Start of Block
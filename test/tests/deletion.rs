/// Deleting entities: a final remove packet for everyone who could see
/// them, silent cleanup of everything below, and queued flushes skipped

use vesper_server::{ContainerAccess, Item, Layer, WorldError};
use vesper_shared::{DirtyFlags, PacketKind, Point3D, ProtocolVariant, Serial};
use vesper_test::{
    assert_nothing_received, assert_received, drop_item, give_backpack, settle, spawn_player, FactoryCall,
    TestWorldBuilder,
};

fn init() {
    let _ = env_logger::builder().is_test(true).try_init();
}

#[test]
fn queued_then_deleted_item_sends_nothing_more() {
    init();
    let mut world = TestWorldBuilder::new().build();
    let (_, key) = spawn_player(&mut world, "a witness", 100, 100, ProtocolVariant::Legacy);
    let lamp = drop_item(&mut world, 0x0A22, 101, 100);
    settle(&mut world);

    world.set_item_hue(lamp, 0x21).unwrap();
    world.mark_dirty(lamp, DirtyFlags::PROPERTIES);
    world.delete_item(lamp).unwrap();
    let report = world.flush_all();

    assert_eq!(report.skipped, 1);
    assert_eq!(report.packets_sent, 0);
    assert_received!(world, key, [(PacketKind::Remove, lamp)]);
    assert_eq!(world.factory().calls(FactoryCall::Full), 0);
    assert_eq!(world.factory().calls(FactoryCall::Remove), 1);
}

#[test]
fn queued_then_deleted_mobile_is_skipped() {
    init();
    let mut world = TestWorldBuilder::new().build();
    let (_, key) = spawn_player(&mut world, "a witness", 100, 100, ProtocolVariant::Legacy);
    let ghost = world.create_mobile("a ghost", 0x192).unwrap();
    world.move_mobile(ghost, vesper_test::SHARD, Point3D::new(102, 100, 0)).unwrap();
    settle(&mut world);

    world.set_mobile_hits(ghost, 0, 50).unwrap();
    world.delete_mobile(ghost).unwrap();
    let report = world.flush_mobiles();

    assert_eq!(report.skipped, 1);
    assert_received!(world, key, [(PacketKind::Remove, ghost)]);
}

#[test]
fn deleting_a_mobile_takes_its_equipment_and_session() {
    init();
    let mut world = TestWorldBuilder::new().build();
    let (victim, victim_key) = spawn_player(&mut world, "a victim", 100, 100, ProtocolVariant::Legacy);
    let (_, witness) = spawn_player(&mut world, "a witness", 105, 100, ProtocolVariant::Legacy);
    let pack = give_backpack(&mut world, victim, 0x4200_0000);
    let gold = world.create_item(0x0EED).unwrap();
    world.add_to_container(gold, pack, Point3D::default()).unwrap();
    let sword = Item::new(Serial::new(0x4200_0001), 0x13B9).with_layer(Layer::ONE_HANDED);
    let sword = world.insert_item(sword).unwrap();
    world.equip(sword, victim).unwrap();
    settle(&mut world);

    world.delete_mobile(victim).unwrap();

    assert_received!(world, witness, [(PacketKind::Remove, victim)]);
    assert_nothing_received!(world, victim_key);
    assert!(world.mobile(victim).is_none());
    for serial in [pack, gold, sword] {
        assert!(world.item(serial).is_none());
    }
    assert!(world.session(&victim_key).is_none());
    assert!(!world.index().contains_entity(victim));
    assert_eq!(world.delete_mobile(victim), Err(WorldError::EntityNotFound { serial: victim }));
}

#[test]
fn deleting_a_trade_container_cancels_the_trade() {
    init();
    let mut world = TestWorldBuilder::new().build();
    let (alice, _) = spawn_player(&mut world, "alice", 100, 100, ProtocolVariant::Legacy);
    let (bob, _) = spawn_player(&mut world, "bob", 101, 100, ProtocolVariant::Legacy);
    let trade = world.open_trade(alice, bob).unwrap();
    let (offer, answer) = {
        let record = world.trades().get(trade).unwrap();
        (record.from_container(), record.to_container())
    };
    let gold = world.create_item(0x0EED).unwrap();
    world.add_to_container(gold, offer, Point3D::default()).unwrap();

    world.delete_item(offer).unwrap();

    assert!(world.trades().get(trade).is_none());
    assert!(world.item(offer).is_none());
    assert!(world.item(answer).is_none());
    // no backpack: the goods land at alice's feet
    let returned = world.item(gold).unwrap();
    assert!(returned.parent().is_world());
    assert_eq!(returned.location(), Point3D::new(100, 100, 0));
}

#[test]
fn deleting_a_mobile_cancels_its_trades() {
    init();
    let mut world = TestWorldBuilder::new().build();
    let (alice, _) = spawn_player(&mut world, "alice", 100, 100, ProtocolVariant::Legacy);
    let (bob, _) = spawn_player(&mut world, "bob", 101, 100, ProtocolVariant::Legacy);
    let pack = give_backpack(&mut world, bob, 0x4200_0100);
    let trade = world.open_trade(alice, bob).unwrap();
    let answer = world.trades().get(trade).unwrap().to_container();
    let reagent = world.create_item(0x0F7A).unwrap();
    world.add_to_container(reagent, answer, Point3D::default()).unwrap();

    world.delete_mobile(alice).unwrap();

    assert!(world.trades().is_empty());
    assert_eq!(world.item(reagent).unwrap().parent(), vesper_server::Parent::Item(pack));
    assert!(world.item(answer).is_none());
}

#[test]
fn container_contents_are_deleted_with_it() {
    init();
    let mut world = TestWorldBuilder::new().build();
    let bag = Item::new(Serial::new(0x4200_0200), 0x0E76).with_container(ContainerAccess::Public, 0x3D);
    let bag = world.insert_item(bag).unwrap();
    world.drop_to_world(bag, vesper_test::SHARD, Point3D::new(5, 5, 0)).unwrap();
    let inner = Item::new(Serial::new(0x4200_0201), 0x0E76).with_container(ContainerAccess::Public, 0x3D);
    let inner = world.insert_item(inner).unwrap();
    world.add_to_container(inner, bag, Point3D::default()).unwrap();
    let coin = world.create_item(0x0EED).unwrap();
    world.add_to_container(coin, inner, Point3D::default()).unwrap();

    world.delete_item(bag).unwrap();
    let report = world.flush_items();

    assert_eq!(world.table().items_count(), 0);
    assert_eq!(report.processed, 0);
    assert!(report.skipped >= 3);
}
use vesper_shared::{Notoriety, OutgoingPacket, PacketError, ProtocolVariant};

type Slots = [[Option<OutgoingPacket>; Notoriety::SLOTS]; ProtocolVariant::COUNT];

/// Lazily built packets for a single entity's flush, keyed by protocol
/// variant and (optionally) the notoriety the entity shows the recipient.
/// Slot 0 of the notoriety axis holds packets with no relationship class.
#[derive(Default)]
pub struct MessageCache {
    slots: Slots,
    len: usize,
}

impl MessageCache {
    pub fn new() -> Self {
        Self::default()
    }

    fn slot(variant: ProtocolVariant, class: Option<Notoriety>) -> (usize, usize) {
        (variant.slot(), class.map(Notoriety::slot).unwrap_or(0))
    }

    pub fn get(&self, variant: ProtocolVariant, class: Option<Notoriety>) -> Option<&OutgoingPacket> {
        let (v, c) = Self::slot(variant, class);
        self.slots[v][c].as_ref()
    }

    /// Returns the packet for the key, building it on first use only
    pub fn get_or_try_build<F>(
        &mut self,
        variant: ProtocolVariant,
        class: Option<Notoriety>,
        build: F,
    ) -> Result<OutgoingPacket, PacketError>
    where
        F: FnOnce() -> Result<OutgoingPacket, PacketError>,
    {
        let (v, c) = Self::slot(variant, class);
        if let Some(packet) = &self.slots[v][c] {
            return Ok(packet.clone());
        }
        let packet = build()?;
        self.slots[v][c] = Some(packet.clone());
        self.len += 1;
        Ok(packet)
    }

    pub fn clear(&mut self) {
        if self.len == 0 {
            return;
        }
        for row in self.slots.iter_mut() {
            for slot in row.iter_mut() {
                *slot = None;
            }
        }
        self.len = 0;
    }

    pub fn is_empty(&self) -> bool {
        self.len == 0
    }

    pub fn len(&self) -> usize {
        self.len
    }
}

/// A packet identical for every recipient, built at most once
#[derive(Default)]
pub struct SharedPacket {
    packet: Option<OutgoingPacket>,
}

impl SharedPacket {
    pub fn get_or_try_build<F>(&mut self, build: F) -> Result<OutgoingPacket, PacketError>
    where
        F: FnOnce() -> Result<OutgoingPacket, PacketError>,
    {
        if let Some(packet) = &self.packet {
            return Ok(packet.clone());
        }
        let packet = build()?;
        self.packet = Some(packet.clone());
        Ok(packet)
    }

    pub fn clear(&mut self) {
        self.packet = None;
    }

    pub fn is_empty(&self) -> bool {
        self.packet.is_none()
    }
}

/// One transient cache per message family. Everything in here lives for
/// exactly one entity's flush.
#[derive(Default)]
pub struct FlushScratch {
    pub(crate) full: MessageCache,
    pub(crate) moving: MessageCache,
    pub(crate) container_update: MessageCache,
    pub(crate) equip_update: SharedPacket,
    pub(crate) hits: SharedPacket,
    pub(crate) exact_hits: SharedPacket,
    pub(crate) status: SharedPacket,
    pub(crate) private_status: SharedPacket,
    pub(crate) self_update: MessageCache,
}

impl FlushScratch {
    pub fn new() -> Self {
        Self::default()
    }

    pub fn clear(&mut self) {
        self.full.clear();
        self.moving.clear();
        self.container_update.clear();
        self.equip_update.clear();
        self.hits.clear();
        self.exact_hits.clear();
        self.status.clear();
        self.private_status.clear();
        self.self_update.clear();
    }

    pub fn is_empty(&self) -> bool {
        self.full.is_empty()
            && self.moving.is_empty()
            && self.container_update.is_empty()
            && self.equip_update.is_empty()
            && self.hits.is_empty()
            && self.exact_hits.is_empty()
            && self.status.is_empty()
            && self.private_status.is_empty()
            && self.self_update.is_empty()
    }
}
use std::{collections::HashMap, sync::Arc};

use log::trace;
use smol::channel::{self, Receiver, Sender, TrySendError};

use vesper_shared::{ObserverKey, OutgoingPacket};

use super::outbox::Outbox;

/// Hands encoded packets to per-session unbounded channels. The transport
/// task on the other end owns pacing and backpressure.
#[derive(Default)]
pub struct ChannelOutbox {
    senders: HashMap<ObserverKey, Sender<Arc<[u8]>>>,
}

impl ChannelOutbox {
    pub fn new() -> Self {
        Self::default()
    }

    /// Opens the channel for a session, replacing any previous one
    pub fn register(&mut self, observer: ObserverKey) -> Receiver<Arc<[u8]>> {
        let (sender, receiver) = channel::unbounded();
        self.senders.insert(observer, sender);
        receiver
    }

    pub fn unregister(&mut self, observer: &ObserverKey) {
        if let Some(sender) = self.senders.remove(observer) {
            sender.close();
        }
    }

    pub fn is_registered(&self, observer: &ObserverKey) -> bool {
        self.senders.contains_key(observer)
    }
}

impl Outbox for ChannelOutbox {
    fn send(&mut self, observer: ObserverKey, packet: OutgoingPacket) {
        let Some(sender) = self.senders.get(&observer) else {
            return;
        };
        match sender.try_send(packet.payload()) {
            Ok(()) => {}
            Err(TrySendError::Closed(_)) => {
                trace!("Dropping packet for {:?}: channel closed", observer);
                self.senders.remove(&observer);
            }
            Err(TrySendError::Full(_)) => {
                trace!("Dropping packet for {:?}: channel full", observer);
            }
        }
    }
}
End of Block
* **What you will do**
Search the data above and return each line in which "inner" occurs.

* **Written reply**
    let inner = Item::new(Serial::new(0x4200_0201), 0x0E76).with_container(ContainerAccess::Public, 0x3D);
    let inner = world.insert_item(inner).unwrap();
    world.add_to_container(inner, bag, Point3D::default()).unwrap();
    world.add_to_container(coin, inner, Point3D::default()).unwrap();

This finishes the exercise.